**WORK INSTRUCTION:**
When you answer, copy every line of the listing below exactly.

**INPUT FOR THIS TASK:**
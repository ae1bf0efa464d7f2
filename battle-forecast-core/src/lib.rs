//! Deterministic-given-seed battle engine and the heuristic move scorer
//! built on top of it.
//!
//! The main entry point is [`engine::Engine::apply_turn`], a pure transform
//! from a [`sim::BattleState`] plus one decision per side to the next state
//! and its log. [`ai::ScoringModel`] ranks an AI side's options.

pub mod ai;
pub mod battle_log;
pub mod data;
pub mod engine;
pub mod sim;

/// Commonly used exports for external consumers.
pub mod prelude {
    pub use crate::ai::{ScoreResult, ScoringModel};
    pub use crate::battle_log::BattleLog;
    pub use crate::data::RuleData;
    pub use crate::engine::{Engine, EngineConfig, TurnOutcome};
    pub use crate::sim::damage::{DamageCalculator, LocalDamageCalc};
    pub use crate::sim::{BattleState, Combatant, Decision, Party, Side};
}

**ANSWER TO THE EXERCISE:**
repository ae1bf0efa464d7f2
filename battle-forecast-core/src/lib.rs
//! Deterministic-given-seed battle engine and the heuristic move scorer
//! built on top of it.
//!
//! The main entry point is [`engine::Engine::apply_turn`], a pure transform
//! from a [`sim::BattleState`] plus one decision per side to the next state
//! and its log. [`ai::ScoringModel`] ranks an AI side's options.

pub mod ai;
pub mod battle_log;
pub mod data;
pub mod engine;
pub mod sim;

/// Commonly used exports for external consumers.
pub mod prelude {
    pub use crate::ai::{ScoreResult, ScoringModel};
    pub use crate::battle_log::BattleLog;
    pub use crate::data::RuleData;
    pub use crate::engine::{Engine, EngineConfig, TurnOutcome};
    pub use crate::sim::damage::{DamageCalculator, LocalDamageCalc};
    pub use crate::sim::{BattleState, Combatant, Decision, Party, Side};
}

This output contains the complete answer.